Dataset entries
:::

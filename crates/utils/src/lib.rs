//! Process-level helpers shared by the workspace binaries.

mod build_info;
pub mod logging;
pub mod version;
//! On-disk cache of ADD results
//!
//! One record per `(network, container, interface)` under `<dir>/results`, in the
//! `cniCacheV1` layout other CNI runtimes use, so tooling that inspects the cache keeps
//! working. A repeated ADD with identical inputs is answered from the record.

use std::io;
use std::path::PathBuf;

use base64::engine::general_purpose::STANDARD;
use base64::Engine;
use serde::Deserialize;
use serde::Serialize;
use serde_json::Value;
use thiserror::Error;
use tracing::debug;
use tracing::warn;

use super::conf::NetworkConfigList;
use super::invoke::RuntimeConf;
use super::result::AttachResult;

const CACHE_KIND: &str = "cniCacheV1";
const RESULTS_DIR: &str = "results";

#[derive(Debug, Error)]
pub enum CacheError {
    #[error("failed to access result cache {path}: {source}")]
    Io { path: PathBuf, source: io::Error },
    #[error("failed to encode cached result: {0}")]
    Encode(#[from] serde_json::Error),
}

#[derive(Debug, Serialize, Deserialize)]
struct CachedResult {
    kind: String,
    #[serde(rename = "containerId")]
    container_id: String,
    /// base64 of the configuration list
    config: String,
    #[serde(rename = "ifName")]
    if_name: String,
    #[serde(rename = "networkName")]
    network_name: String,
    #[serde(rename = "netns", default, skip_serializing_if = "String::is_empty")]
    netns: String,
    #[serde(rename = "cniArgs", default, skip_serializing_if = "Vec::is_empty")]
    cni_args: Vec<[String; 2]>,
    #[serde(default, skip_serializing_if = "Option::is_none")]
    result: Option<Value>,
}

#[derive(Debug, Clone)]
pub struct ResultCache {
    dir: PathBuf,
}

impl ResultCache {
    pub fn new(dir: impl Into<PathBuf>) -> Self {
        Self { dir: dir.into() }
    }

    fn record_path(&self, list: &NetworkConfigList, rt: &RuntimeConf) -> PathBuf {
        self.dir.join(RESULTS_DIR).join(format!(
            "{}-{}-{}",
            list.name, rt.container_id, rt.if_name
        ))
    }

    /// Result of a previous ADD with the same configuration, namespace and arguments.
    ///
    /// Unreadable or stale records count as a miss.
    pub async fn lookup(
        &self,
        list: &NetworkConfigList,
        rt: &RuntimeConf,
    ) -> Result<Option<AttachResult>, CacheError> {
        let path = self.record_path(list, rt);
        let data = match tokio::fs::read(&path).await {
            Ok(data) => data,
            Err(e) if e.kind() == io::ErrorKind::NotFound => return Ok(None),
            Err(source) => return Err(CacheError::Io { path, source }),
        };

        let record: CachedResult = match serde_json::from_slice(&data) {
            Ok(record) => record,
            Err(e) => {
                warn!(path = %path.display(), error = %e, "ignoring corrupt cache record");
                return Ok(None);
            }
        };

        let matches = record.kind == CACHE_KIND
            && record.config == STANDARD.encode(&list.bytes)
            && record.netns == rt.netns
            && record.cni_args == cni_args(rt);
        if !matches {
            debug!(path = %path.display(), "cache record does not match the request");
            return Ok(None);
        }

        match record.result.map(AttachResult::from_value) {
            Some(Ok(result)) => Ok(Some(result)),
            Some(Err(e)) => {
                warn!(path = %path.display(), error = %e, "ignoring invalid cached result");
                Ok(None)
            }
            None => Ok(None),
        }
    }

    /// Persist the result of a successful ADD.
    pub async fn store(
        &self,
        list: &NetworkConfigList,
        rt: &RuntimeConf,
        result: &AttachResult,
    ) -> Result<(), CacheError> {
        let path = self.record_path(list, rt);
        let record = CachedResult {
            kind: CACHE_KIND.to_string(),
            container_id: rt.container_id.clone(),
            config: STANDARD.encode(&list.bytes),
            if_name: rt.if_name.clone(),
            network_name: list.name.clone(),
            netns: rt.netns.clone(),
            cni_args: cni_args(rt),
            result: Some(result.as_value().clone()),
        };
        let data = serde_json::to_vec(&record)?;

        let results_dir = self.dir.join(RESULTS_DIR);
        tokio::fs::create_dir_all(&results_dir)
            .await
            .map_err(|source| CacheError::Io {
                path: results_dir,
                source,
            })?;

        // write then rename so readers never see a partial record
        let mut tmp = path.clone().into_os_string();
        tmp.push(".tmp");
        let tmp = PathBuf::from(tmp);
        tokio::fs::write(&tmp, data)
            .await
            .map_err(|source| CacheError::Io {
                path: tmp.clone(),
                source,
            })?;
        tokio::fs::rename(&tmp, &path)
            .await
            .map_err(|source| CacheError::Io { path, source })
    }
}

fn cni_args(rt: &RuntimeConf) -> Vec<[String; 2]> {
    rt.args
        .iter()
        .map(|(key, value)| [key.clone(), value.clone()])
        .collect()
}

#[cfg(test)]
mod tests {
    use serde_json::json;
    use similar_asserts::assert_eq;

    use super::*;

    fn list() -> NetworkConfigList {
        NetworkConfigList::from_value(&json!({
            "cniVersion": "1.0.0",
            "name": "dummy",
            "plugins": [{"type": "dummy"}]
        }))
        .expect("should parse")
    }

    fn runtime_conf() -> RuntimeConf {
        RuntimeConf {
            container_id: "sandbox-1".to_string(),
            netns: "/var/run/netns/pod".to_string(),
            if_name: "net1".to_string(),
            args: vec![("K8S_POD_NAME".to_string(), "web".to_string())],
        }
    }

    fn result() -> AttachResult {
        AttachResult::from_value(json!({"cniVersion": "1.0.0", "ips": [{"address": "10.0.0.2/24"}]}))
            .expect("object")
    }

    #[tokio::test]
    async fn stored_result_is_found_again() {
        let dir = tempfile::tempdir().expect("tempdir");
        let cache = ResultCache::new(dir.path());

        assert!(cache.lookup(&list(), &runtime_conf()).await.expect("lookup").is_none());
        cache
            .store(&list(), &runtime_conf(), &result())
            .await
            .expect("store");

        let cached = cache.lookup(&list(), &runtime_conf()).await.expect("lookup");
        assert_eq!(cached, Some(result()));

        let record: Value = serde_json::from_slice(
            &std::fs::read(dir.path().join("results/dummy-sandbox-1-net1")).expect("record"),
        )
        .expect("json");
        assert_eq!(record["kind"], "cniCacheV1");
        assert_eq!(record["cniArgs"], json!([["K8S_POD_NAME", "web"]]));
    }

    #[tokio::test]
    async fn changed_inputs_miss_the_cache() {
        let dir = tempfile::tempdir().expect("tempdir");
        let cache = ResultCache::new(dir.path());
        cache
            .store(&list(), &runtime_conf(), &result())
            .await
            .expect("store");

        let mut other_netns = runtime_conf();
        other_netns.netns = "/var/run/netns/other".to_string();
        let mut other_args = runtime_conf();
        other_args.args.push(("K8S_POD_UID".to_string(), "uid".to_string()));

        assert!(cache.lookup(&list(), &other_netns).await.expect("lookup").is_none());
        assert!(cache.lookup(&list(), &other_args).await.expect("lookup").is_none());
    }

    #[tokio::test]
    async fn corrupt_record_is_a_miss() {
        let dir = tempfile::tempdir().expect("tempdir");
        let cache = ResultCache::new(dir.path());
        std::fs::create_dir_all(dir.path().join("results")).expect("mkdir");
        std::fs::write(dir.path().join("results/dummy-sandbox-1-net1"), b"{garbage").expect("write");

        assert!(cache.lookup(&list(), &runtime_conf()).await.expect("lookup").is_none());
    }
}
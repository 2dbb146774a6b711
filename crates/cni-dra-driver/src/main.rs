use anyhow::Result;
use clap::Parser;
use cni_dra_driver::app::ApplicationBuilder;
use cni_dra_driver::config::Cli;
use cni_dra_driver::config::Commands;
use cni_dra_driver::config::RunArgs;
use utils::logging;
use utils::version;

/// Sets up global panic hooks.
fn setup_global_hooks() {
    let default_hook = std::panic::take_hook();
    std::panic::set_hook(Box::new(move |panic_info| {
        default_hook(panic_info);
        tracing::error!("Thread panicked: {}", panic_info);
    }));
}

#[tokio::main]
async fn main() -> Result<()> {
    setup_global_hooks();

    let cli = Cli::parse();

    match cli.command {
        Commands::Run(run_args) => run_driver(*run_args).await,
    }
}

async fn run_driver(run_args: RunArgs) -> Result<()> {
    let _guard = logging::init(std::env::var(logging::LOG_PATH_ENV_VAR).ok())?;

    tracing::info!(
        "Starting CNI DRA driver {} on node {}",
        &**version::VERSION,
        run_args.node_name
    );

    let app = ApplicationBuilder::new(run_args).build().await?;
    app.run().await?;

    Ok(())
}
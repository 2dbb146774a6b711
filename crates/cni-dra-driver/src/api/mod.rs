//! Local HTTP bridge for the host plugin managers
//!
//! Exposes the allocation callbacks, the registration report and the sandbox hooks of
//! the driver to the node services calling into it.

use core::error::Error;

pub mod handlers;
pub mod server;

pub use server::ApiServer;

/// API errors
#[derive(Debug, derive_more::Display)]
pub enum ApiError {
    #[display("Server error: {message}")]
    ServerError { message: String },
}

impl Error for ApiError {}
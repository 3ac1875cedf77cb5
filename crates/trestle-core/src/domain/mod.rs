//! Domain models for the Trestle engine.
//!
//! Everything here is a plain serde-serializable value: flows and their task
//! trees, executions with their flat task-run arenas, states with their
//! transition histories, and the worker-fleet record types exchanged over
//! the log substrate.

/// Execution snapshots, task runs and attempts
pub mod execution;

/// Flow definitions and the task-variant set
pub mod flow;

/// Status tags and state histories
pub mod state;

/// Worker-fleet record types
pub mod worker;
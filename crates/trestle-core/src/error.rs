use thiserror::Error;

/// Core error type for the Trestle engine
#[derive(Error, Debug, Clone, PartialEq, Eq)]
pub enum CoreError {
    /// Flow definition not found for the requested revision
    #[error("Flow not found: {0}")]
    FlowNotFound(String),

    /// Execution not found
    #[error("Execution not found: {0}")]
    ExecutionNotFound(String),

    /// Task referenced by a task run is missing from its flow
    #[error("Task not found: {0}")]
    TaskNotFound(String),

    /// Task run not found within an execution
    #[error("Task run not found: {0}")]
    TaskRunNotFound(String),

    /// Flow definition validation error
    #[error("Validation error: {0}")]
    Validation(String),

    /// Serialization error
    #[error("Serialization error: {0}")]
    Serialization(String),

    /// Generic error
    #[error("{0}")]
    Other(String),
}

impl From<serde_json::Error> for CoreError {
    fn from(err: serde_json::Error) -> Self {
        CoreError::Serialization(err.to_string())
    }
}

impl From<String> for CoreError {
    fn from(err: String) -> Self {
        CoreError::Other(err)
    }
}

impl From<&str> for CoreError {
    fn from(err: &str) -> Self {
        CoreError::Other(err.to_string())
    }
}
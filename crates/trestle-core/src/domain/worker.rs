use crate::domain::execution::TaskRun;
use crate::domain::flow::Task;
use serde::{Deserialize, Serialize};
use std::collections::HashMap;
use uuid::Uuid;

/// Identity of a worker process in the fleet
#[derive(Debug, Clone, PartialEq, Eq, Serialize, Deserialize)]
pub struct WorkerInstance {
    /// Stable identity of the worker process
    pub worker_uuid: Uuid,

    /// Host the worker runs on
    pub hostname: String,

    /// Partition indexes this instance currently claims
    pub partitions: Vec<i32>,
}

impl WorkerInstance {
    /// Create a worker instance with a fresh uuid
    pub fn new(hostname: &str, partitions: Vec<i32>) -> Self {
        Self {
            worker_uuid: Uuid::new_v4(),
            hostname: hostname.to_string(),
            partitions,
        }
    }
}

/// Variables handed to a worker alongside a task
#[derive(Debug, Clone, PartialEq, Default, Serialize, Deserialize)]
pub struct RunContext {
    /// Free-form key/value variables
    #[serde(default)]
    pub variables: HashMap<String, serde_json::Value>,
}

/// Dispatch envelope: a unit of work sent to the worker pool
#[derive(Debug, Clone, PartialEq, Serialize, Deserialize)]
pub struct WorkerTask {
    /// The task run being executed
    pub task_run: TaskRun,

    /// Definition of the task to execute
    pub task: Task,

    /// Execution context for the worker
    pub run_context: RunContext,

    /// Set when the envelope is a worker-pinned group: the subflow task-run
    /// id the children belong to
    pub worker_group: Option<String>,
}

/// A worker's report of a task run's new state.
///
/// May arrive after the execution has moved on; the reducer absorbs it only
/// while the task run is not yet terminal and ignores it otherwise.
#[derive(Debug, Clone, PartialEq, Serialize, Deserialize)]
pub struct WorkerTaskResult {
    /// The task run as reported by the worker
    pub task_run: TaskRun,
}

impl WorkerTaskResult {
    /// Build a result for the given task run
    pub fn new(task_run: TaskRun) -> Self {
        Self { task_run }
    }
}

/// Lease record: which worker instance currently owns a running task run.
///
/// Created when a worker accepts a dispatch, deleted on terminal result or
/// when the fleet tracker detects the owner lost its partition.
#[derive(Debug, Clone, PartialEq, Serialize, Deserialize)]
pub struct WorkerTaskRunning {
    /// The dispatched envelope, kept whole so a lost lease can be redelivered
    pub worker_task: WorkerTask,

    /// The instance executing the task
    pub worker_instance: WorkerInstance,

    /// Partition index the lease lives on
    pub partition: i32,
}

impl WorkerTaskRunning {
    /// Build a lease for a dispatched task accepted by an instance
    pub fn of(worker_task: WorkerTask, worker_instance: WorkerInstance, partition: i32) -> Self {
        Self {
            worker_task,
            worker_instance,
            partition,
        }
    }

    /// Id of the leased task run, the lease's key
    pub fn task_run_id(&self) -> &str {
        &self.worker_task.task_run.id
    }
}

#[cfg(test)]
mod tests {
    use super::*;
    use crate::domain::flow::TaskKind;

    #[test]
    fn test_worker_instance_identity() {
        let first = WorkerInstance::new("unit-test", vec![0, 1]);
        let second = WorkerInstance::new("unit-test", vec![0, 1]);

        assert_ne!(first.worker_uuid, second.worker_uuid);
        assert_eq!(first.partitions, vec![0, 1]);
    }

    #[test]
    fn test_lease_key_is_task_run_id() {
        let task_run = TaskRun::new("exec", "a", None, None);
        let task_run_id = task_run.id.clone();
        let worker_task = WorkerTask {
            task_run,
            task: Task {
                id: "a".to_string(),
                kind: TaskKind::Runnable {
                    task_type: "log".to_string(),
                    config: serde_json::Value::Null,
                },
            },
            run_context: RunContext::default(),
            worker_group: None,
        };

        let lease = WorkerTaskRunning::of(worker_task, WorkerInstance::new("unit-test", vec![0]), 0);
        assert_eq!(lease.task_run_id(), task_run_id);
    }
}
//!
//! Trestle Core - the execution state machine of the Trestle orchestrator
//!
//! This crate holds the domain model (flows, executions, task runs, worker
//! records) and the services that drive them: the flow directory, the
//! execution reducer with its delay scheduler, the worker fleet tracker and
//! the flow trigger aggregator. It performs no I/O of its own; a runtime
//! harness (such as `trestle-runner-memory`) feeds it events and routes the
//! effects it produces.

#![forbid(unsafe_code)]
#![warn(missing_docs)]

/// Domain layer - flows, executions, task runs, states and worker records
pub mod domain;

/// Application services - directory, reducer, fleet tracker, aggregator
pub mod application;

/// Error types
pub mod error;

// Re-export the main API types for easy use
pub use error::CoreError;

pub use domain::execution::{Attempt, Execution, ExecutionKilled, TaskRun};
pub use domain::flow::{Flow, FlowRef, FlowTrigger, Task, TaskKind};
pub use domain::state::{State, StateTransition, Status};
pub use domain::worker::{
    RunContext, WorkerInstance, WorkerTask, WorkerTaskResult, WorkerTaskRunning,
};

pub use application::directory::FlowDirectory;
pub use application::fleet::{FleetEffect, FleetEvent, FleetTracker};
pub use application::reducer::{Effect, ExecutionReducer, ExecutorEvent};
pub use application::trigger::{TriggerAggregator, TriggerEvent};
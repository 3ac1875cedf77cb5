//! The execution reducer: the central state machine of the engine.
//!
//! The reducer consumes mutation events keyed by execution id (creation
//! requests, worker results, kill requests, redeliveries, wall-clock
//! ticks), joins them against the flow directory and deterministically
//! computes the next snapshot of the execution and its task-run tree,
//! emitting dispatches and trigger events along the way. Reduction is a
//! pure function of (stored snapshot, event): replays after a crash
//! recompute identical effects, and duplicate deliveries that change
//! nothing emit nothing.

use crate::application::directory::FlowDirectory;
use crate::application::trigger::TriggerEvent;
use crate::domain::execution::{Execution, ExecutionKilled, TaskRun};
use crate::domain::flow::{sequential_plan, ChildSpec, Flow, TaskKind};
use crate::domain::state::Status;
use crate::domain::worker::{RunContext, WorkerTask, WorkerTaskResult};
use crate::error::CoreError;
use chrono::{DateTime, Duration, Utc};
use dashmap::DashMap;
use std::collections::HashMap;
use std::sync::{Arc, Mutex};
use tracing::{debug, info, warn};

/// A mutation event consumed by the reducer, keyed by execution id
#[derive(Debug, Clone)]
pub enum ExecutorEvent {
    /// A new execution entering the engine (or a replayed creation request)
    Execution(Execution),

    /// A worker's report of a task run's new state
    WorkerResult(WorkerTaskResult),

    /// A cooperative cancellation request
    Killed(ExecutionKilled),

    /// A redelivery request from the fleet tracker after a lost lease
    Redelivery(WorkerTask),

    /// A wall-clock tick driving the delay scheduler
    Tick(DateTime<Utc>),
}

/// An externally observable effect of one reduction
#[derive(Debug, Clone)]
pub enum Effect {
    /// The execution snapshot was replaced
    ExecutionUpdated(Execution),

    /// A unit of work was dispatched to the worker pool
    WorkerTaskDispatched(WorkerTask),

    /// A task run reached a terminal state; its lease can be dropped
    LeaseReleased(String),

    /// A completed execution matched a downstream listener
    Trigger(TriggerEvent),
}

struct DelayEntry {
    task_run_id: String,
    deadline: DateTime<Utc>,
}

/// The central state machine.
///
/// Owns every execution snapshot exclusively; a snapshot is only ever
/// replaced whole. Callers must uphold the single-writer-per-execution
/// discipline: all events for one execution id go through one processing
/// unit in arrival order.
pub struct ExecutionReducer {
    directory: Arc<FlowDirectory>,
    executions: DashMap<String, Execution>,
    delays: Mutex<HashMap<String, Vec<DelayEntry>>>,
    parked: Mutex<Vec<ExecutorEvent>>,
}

:::

**EXERCISE DETAILS**. Your task is to find every line above containing the word "push" and copy it.

**SOLUTION TO THE PROBLEM**.
        tmp.push(".tmp");
        other_args.args.push(("K8S_POD_UID".to_string(), "uid".to_string()));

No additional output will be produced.